Les mots se sont déversés dans ma bouche, je les ai sentis dégringoler jusqu'au fond de mon palais. Mes yeux commencaient à se mouiller de larmes et je ne pouvait plus rien dire. Il n'y avait que le vide à l'intèrieur et l'immensité à l'extèrieur. J'étais oppressée entre ces deux paradoxes, étouffée par le monde lui même et ses injustices. Oui je ne trouvais plus rien à dire, la tristesse comblait juste le vide, et mon silence devenait de plus en plus pesant. Personne ne s'était aperçu de rien. Je marchais dans la rue, du plus vite que je pouvais, pour essayer de le rejoindre. Je courais presque, même si j'avais le souffle coupé, la gorge sèche et la tête un peu renversée par toutes ces nouvelles que je venais d'apprendre. Mais j'avançais, comme on avançait vers l'infini, avec ce sentiment de confiance, cette promesse faite depuis la naissance, qu'un jour, tout se réaliserait. Ma vie défilait devant moi. Ou plutôt, ma vie avec lui, nos souvenirs. Même si l'on aurait pu croire que c'était après la mort que je courais, c'était bel et bien vers la vie. Même si mes yeux étaient si brouillés de larmes que je voyais à peine où j'avançait, j'avais cet espoir, cette confiance envers la vie. Et c'est pour cela que je ne m'arretais pas. Il suffisait de peu pour le rater de justesse et ne plus jamais le retrouver.

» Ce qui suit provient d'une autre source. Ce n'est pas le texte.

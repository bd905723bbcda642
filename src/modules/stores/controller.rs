use axum::{
    Json,
    body::Bytes,
    extract::{State, rejection::BytesRejection},
    http::{HeaderMap, StatusCode, header},
};
use tracing::instrument;

use storefront_core::{AppError, ErrorResponse};
use storefront_models::stores::Store;

use crate::middleware::auth::AuthUser;
use crate::state::AppState;

/// Media type without parameters, lowercased.
fn content_type(headers: &HeaderMap) -> Option<String> {
    headers
        .get(header::CONTENT_TYPE)?
        .to_str()
        .ok()?
        .split(';')
        .next()
        .map(|mime| mime.trim().to_lowercase())
        .filter(|mime| !mime.is_empty())
}

#[utoipa::path(
    get,
    path = "/store",
    responses(
        (status = 200, description = "Store of the signed-in user", body = Store),
        (status = 401, description = "Missing or invalid token", body = ErrorResponse),
        (status = 404, description = "Store not found", body = ErrorResponse)
    ),
    tag = "Store",
    security(("bearer_auth" = []))
)]
#[instrument(skip(state, auth_user), fields(store_id = auth_user.store_id()))]
pub async fn get_store(
    State(state): State<AppState>,
    auth_user: AuthUser,
) -> Result<Json<Store>, AppError> {
    let store = state.stores.find_by_id(auth_user.store_id()).await?;
    Ok(Json(store))
}

/// Replace the store logo with the raw request body
#[utoipa::path(
    put,
    path = "/store/logo",
    request_body(content = Vec<u8>, description = "PNG, JPEG or WebP image", content_type = "image/png"),
    responses(
        (status = 200, description = "Logo updated", body = Store),
        (status = 401, description = "Missing or invalid token", body = ErrorResponse),
        (status = 413, description = "Logo exceeds maximum size", body = ErrorResponse),
        (status = 415, description = "Unsupported logo type", body = ErrorResponse)
    ),
    tag = "Store",
    security(("bearer_auth" = []))
)]
#[instrument(skip(state, auth_user, headers, body), fields(store_id = auth_user.store_id()))]
pub async fn update_logo(
    State(state): State<AppState>,
    auth_user: AuthUser,
    headers: HeaderMap,
    body: Result<Bytes, BytesRejection>,
) -> Result<Json<Store>, AppError> {
    let content_type =
        content_type(&headers).ok_or_else(|| AppError::unsupported_media_type("Unsupported logo type"))?;

    let body = body.map_err(|rejection| {
        if rejection.status() == StatusCode::PAYLOAD_TOO_LARGE {
            AppError::payload_too_large("Logo exceeds maximum size")
        } else {
            AppError::bad_request(rejection.body_text())
        }
    })?;

    let store = state
        .stores
        .update_logo(auth_user.store_id(), &content_type, &body)
        .await?;

    Ok(Json(store))
}
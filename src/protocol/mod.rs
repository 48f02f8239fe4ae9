//! Protocol types shared across the crate.
//!
//! This module holds the request-side vocabulary ([`RequestLine`],
//! [`Request`], [`QueryParams`]) and the error taxonomy
//! ([`ParseError`], [`HttpError`]).

mod error;
mod query;
mod request;

pub use error::{HttpError, ParseError};
pub use query::QueryParams;
pub use request::{Request, RequestLine};
//! Internal helper macros.

/// Early-returns with an error when a condition does not hold.
///
/// Like `assert!`, but produces an `Err` instead of panicking.
macro_rules! ensure {
    ($predicate:expr, $error:expr) => {
        if !$predicate {
            return Err($error);
        }
    };
}

pub(crate) use ensure;
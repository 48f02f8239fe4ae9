use std::io;
use std::time::Duration;

use thiserror::Error;

/// Error that ends a single connection's lifecycle.
///
/// Either the request line could not be parsed, or closing the socket
/// failed after an otherwise clean exchange. A close failure is only
/// promoted to this level when no earlier error exists, so the first
/// fault discovered is the one surfaced.
#[derive(Debug, Error)]
pub enum HttpError {
    #[error("request error: {source}")]
    RequestError {
        #[from]
        source: ParseError,
    },

    #[error("close error: {source}")]
    CloseError { source: io::Error },
}

impl HttpError {
    pub fn close(e: io::Error) -> Self {
        Self::CloseError { source: e }
    }
}

/// Errors produced while reading and parsing a request line.
///
/// Each variant is terminal for exactly one request: the connection is
/// closed with no response written, and nothing propagates beyond the
/// connection's own task.
#[derive(Error, Debug)]
pub enum ParseError {
    #[error("request line too long, current: {current_size} exceed the limit {max_size}")]
    LineTooLong { current_size: usize, max_size: usize },

    #[error("connection closed before a complete request line, read {read} bytes")]
    IncompleteRequestLine { read: usize },

    #[error("invalid request line: {reason}")]
    InvalidRequestLine { reason: String },

    #[error("unsupported http method: {method}")]
    UnsupportedMethod { method: String },

    #[error("unsupported http version: {version}")]
    UnsupportedVersion { version: String },

    #[error("invalid request uri: {uri}")]
    InvalidUri { uri: String },

    #[error("request line not received within {limit:?}")]
    ReadTimeout { limit: Duration },

    #[error("io error: {source}")]
    Io {
        #[from]
        source: io::Error,
    },
}

impl ParseError {
    pub fn line_too_long(current_size: usize, max_size: usize) -> Self {
        Self::LineTooLong { current_size, max_size }
    }

    pub fn incomplete(read: usize) -> Self {
        Self::IncompleteRequestLine { read }
    }

    pub fn invalid_request_line<S: ToString>(str: S) -> Self {
        Self::InvalidRequestLine { reason: str.to_string() }
    }

    pub fn unsupported_method<S: ToString>(str: S) -> Self {
        Self::UnsupportedMethod { method: str.to_string() }
    }

    pub fn unsupported_version<S: ToString>(str: S) -> Self {
        Self::UnsupportedVersion { version: str.to_string() }
    }

    pub fn invalid_uri<S: ToString>(str: S) -> Self {
        Self::InvalidUri { uri: str.to_string() }
    }

    pub fn read_timeout(limit: Duration) -> Self {
        Self::ReadTimeout { limit }
    }
}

"Gare du Nord", malgrè mes sanglots, j'avais réussi à lire la grande pancarte et j'entrais ainsi, laissant derrière moi les visages effarés des passants. Oui, on ne voyait pas souvent une fille pleurer ainsi. Oui, en général, on ne voyait que les grises mines des parisiens rentrant du travail, ou les visages enthousiastes des visiteurs japonais arrivés depuis quelques jours dans la capitale. Je montais les escaliers, à toute vitesse, et je me disais, que si je loupais ce train où il m'attendait, c'était ma vie qui se terminait sur le quai de la gare, mon bel amour parti, ma vie foutue en l'air.
C'est bon, j'y étais, toute essouflée, le coeur fou, les jambes flageolantes, je m'avançais. Je scrutais la foule, les longs adieus des amoureux, les petites grands mères avec leurs valises, les petits jeunes en passage à Paris.
C'est ainsi que je le vis, comme moi, désespéré, essouflé, me cherchant aussi.